Mark Waid’s Daredevil is, hands down, my favorite Marvel series right now because it (a) is well-written, (b) boasts gorgeous artwork, and (c) feels like a Marvel series from my youth—albeit with a modern spin. Daredevil himself is something of a hard-luck hero “in the Mighty Marvel Manner”—to borrow a catchphrase from Smilin’ Stan Lee: even when he wins, he’s not always celebrated, and his double-life complicates matters for his semi-secret civilian persona, Matt Murdock, attorney. Waid’s skill with first-person narration allows us to experience Murdock’s various peaks and valleys from our hero’s perspective and further humanizes him. For example, in Vol. 6 of the trade paperback series, the unmitigated joy he feels as he takes control of the Silver Surfer’s board and zips around The New York skyline is utterly infectious; even the most jaded reader would have to smile when DD bonds with the Surfer’s ride.

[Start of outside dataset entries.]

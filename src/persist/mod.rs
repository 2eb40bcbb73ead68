// src/persist/mod.rs

use std::fs::File;
use std::io::BufWriter;
use std::path::{Path, PathBuf};

use anyhow::{Context, Result};
use chrono::{DateTime, Utc};
use serde::{Deserialize, Serialize};
use tracing::info;

use crate::model::FilerRecord;

/// Flattened CSV row for the merge flow: one line per filer, quarters
/// are not carried in this artifact. The id column is named `fppcId` on
/// the wire so files written by earlier single-phase scrapes still merge.
#[derive(Debug, Clone, Serialize, Deserialize)]
#[serde(rename_all = "camelCase")]
struct FilerRow {
    session: String,
    name: String,
    #[serde(rename = "fppcId")]
    filer_id: String,
}

impl From<&FilerRecord> for FilerRow {
    fn from(filer: &FilerRecord) -> Self {
        Self {
            session: filer.session.clone(),
            name: filer.name.clone(),
            filer_id: filer.filer_id.clone(),
        }
    }
}

/// One session's full scrape, written as a standalone JSON document.
#[derive(Debug, Serialize, Deserialize)]
#[serde(rename_all = "camelCase")]
pub struct SessionSnapshot {
    pub session: String,
    pub scraped_at: DateTime<Utc>,
    pub filers: Vec<FilerRecord>,
}

/// Merge freshly scraped filers into the CSV at `path`: every existing row
/// for `session` is dropped and replaced wholesale, rows for other sessions
/// are carried through untouched, then the combined set is rewritten in
/// (session desc, name asc, filer id asc) order. Rerunning a session is
/// idempotent with respect to every other session's data.
pub fn merge_filers(path: &Path, session: &str, scraped: &[FilerRecord]) -> Result<()> {
    let mut rows = read_rows(path)?;
    rows.retain(|row| row.session != session);
    rows.extend(scraped.iter().map(FilerRow::from));
    rows.sort_by(|a, b| {
        b.session
            .cmp(&a.session)
            .then_with(|| a.name.cmp(&b.name))
            .then_with(|| a.filer_id.cmp(&b.filer_id))
    });

    let mut writer = csv::Writer::from_path(path)
        .with_context(|| format!("opening {} for writing", path.display()))?;
    for row in &rows {
        writer.serialize(row)?;
    }
    writer.flush()?;
    info!(path = %path.display(), rows = rows.len(), "wrote merged filer file");
    Ok(())
}

fn read_rows(path: &Path) -> Result<Vec<FilerRow>> {
    if !path.exists() {
        return Ok(Vec::new());
    }
    let mut reader =
        csv::Reader::from_path(path).with_context(|| format!("reading {}", path.display()))?;
    let mut rows = Vec::new();
    for record in reader.deserialize() {
        rows.push(record.with_context(|| format!("malformed row in {}", path.display()))?);
    }
    Ok(rows)
}

/// Write one session's filers (nested quarters included) under `dir`. The
/// filename encodes the session, so a rerun replaces the whole file; no
/// prior state is read.
pub fn write_snapshot(dir: &Path, session: &str, filers: Vec<FilerRecord>) -> Result<PathBuf> {
    let path = dir.join(format!("5k-filers-{session}.json"));
    let snapshot = SessionSnapshot {
        session: session.to_string(),
        scraped_at: Utc::now(),
        filers,
    };

    let file = File::create(&path).with_context(|| format!("creating {}", path.display()))?;
    serde_json::to_writer_pretty(BufWriter::new(file), &snapshot)
        .with_context(|| format!("writing {}", path.display()))?;
    info!(path = %path.display(), filers = snapshot.filers.len(), "wrote session snapshot");
    Ok(path)
}

#[cfg(test)]
mod tests {
    use super::*;
    use crate::model::QuarterRecord;
    use std::fs;
    use tempfile::tempdir;

    fn filer(session: &str, name: &str, id: &str) -> FilerRecord {
        FilerRecord {
            session: session.to_string(),
            name: name.to_string(),
            filer_id: id.to_string(),
            quarters: Vec::new(),
        }
    }

    #[test]
    fn merge_creates_file_when_none_exists() {
        let dir = tempdir().unwrap();
        let path = dir.path().join("5k-filers.csv");

        merge_filers(&path, "2023", &[filer("2023", "Acme Lobbying", "1001")]).unwrap();

        let text = fs::read_to_string(&path).unwrap();
        assert!(text.starts_with("session,name,fppcId"));
        assert!(text.contains("2023,Acme Lobbying,1001"));
    }

    #[test]
    fn merges_into_file_written_by_single_phase_scraper() {
        let dir = tempdir().unwrap();
        let path = dir.path().join("5k-filers.csv");
        fs::write(&path, "session,name,fppcId\n2021,Old Guard,900\n").unwrap();

        merge_filers(&path, "2023", &[filer("2023", "Acme Lobbying", "1001")]).unwrap();

        let mut reader = csv::Reader::from_path(&path).unwrap();
        let rows: Vec<FilerRow> = reader.deserialize().map(|r| r.unwrap()).collect();

        assert_eq!(rows.len(), 2);
        assert!(rows.iter().any(|r| r.session == "2021" && r.filer_id == "900"));
        assert!(rows.iter().any(|r| r.session == "2023" && r.filer_id == "1001"));
    }

    #[test]
    fn rerun_replaces_current_session_only() {
        let dir = tempdir().unwrap();
        let path = dir.path().join("5k-filers.csv");

        merge_filers(&path, "2021", &[filer("2021", "Old Guard", "900")]).unwrap();
        merge_filers(&path, "2023", &[filer("2023", "Acme Lobbying", "1001")]).unwrap();
        // rescrape 2023 with a different result set
        merge_filers(&path, "2023", &[filer("2023", "Apex Group", "1002")]).unwrap();

        let mut reader = csv::Reader::from_path(&path).unwrap();
        let rows: Vec<FilerRow> = reader.deserialize().map(|r| r.unwrap()).collect();

        assert_eq!(rows.len(), 2);
        assert!(rows.iter().any(|r| r.session == "2021" && r.filer_id == "900"));
        assert!(rows.iter().any(|r| r.session == "2023" && r.filer_id == "1002"));
        assert!(!rows.iter().any(|r| r.filer_id == "1001"));
    }

    #[test]
    fn merge_twice_with_same_input_is_idempotent() {
        let dir = tempdir().unwrap();
        let path = dir.path().join("5k-filers.csv");
        let scraped = vec![
            filer("2023", "Acme Lobbying", "1001"),
            filer("2023", "Apex Group", "1002"),
        ];

        merge_filers(&path, "2023", &scraped).unwrap();
        let first = fs::read_to_string(&path).unwrap();
        merge_filers(&path, "2023", &scraped).unwrap();
        let second = fs::read_to_string(&path).unwrap();

        assert_eq!(first, second);
    }

    #[test]
    fn rows_sort_session_desc_then_name_then_id() {
        let dir = tempdir().unwrap();
        let path = dir.path().join("5k-filers.csv");

        merge_filers(&path, "2021", &[filer("2021", "Zeta", "1")]).unwrap();
        merge_filers(
            &path,
            "2023",
            &[
                filer("2023", "Beta", "20"),
                filer("2023", "Alpha", "11"),
                filer("2023", "Alpha", "10"),
            ],
        )
        .unwrap();

        let mut reader = csv::Reader::from_path(&path).unwrap();
        let keys: Vec<(String, String, String)> = reader
            .deserialize::<FilerRow>()
            .map(|r| r.unwrap())
            .map(|r| (r.session, r.name, r.filer_id))
            .collect();

        assert_eq!(
            keys,
            vec![
                ("2023".into(), "Alpha".into(), "10".into()),
                ("2023".into(), "Alpha".into(), "11".into()),
                ("2023".into(), "Beta".into(), "20".into()),
                ("2021".into(), "Zeta".into(), "1".into()),
            ]
        );
    }

    #[test]
    fn snapshot_round_trips_nested_quarters() {
        let dir = tempdir().unwrap();
        let mut with_quarters = filer("2023", "Acme Lobbying", "1001");
        with_quarters.quarters.push(QuarterRecord {
            session: "2023".to_string(),
            quarter: "Q1".to_string(),
            payments_to_influence: 1234.0,
            puc_lobbying: 0.0,
            lobbied_on: "Rate design".to_string(),
        });

        let path = write_snapshot(dir.path(), "2023", vec![with_quarters]).unwrap();
        assert!(path.ends_with("5k-filers-2023.json"));

        let snapshot: SessionSnapshot =
            serde_json::from_str(&fs::read_to_string(&path).unwrap()).unwrap();
        assert_eq!(snapshot.session, "2023");
        assert_eq!(snapshot.filers.len(), 1);
        assert_eq!(snapshot.filers[0].quarters[0].lobbied_on, "Rate design");
        assert_eq!(snapshot.filers[0].quarters[0].payments_to_influence, 1234.0);
    }

    #[test]
    fn snapshot_overwrites_prior_file_for_session() {
        let dir = tempdir().unwrap();

        write_snapshot(dir.path(), "2023", vec![filer("2023", "Old", "1")]).unwrap();
        let path =
            write_snapshot(dir.path(), "2023", vec![filer("2023", "New", "2")]).unwrap();

        let snapshot: SessionSnapshot =
            serde_json::from_str(&fs::read_to_string(&path).unwrap()).unwrap();
        assert_eq!(snapshot.filers.len(), 1);
        assert_eq!(snapshot.filers[0].name, "New");
    }
}
use reqwest::StatusCode;
use thiserror::Error;

/// Failure kinds produced while scraping one page. Fetch errors abort the
/// whole run when they come from the listing endpoint; for the per-filer
/// activity endpoint they stay scoped to that filer's unit of work.
#[derive(Debug, Error)]
pub enum ScrapeError {
    /// Non-success HTTP status. The URL identifies the letter/filer that hit it.
    #[error("GET {url} returned {status}")]
    Fetch { url: String, status: StatusCode },

    /// The page is missing structure the current markup version promises
    /// (a table at a known index or id, a cell at a known offset).
    #[error("missing expected structure: {0}")]
    MissingStructure(String),

    /// A currency-formatted cell did not resolve to a finite number.
    /// Never coerced to zero; a failure here usually means the site layout moved.
    #[error("cannot parse currency amount from {value:?}")]
    Currency { value: String },
}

Daredevil by Mark Waid, Vol. 6 fairly crackles with energy and offers up a variety of story experiences in the five issues it collects. It opens with a two-part morality tale in which Murdock defends his childhood bully, a small-time hood who is trying to leave a hate-group called the Sons of the Serpent. Apparently, that’s not easily done, and our hero’s faith in the Justice system is shaken. Different types of sight and blindness are explored in DD’s team-up with the Silver Surfer, and a team with the Hulk is an espionage yarn involving super-weapons that could wipe out New York. Really, though, it looks at the friendship between Daredevil and the Hulk, and that’s pretty doggone cool.
Art-wise, what’s not to love? Javier Rodriguez, Chris Samnee, and Matteo Scalera deliver the goods. There is a touch of an Eisner- or Toth-inspired noir quality in Rodriguez and Samnee’s chapters, while Scalera brings a certain shiny sleekness to Waid’s tale of dangerous-weapons-in-the-wrong-hands.
10/10 – How can you allow yourself to put off reading the best thing Marvel’s got going right now?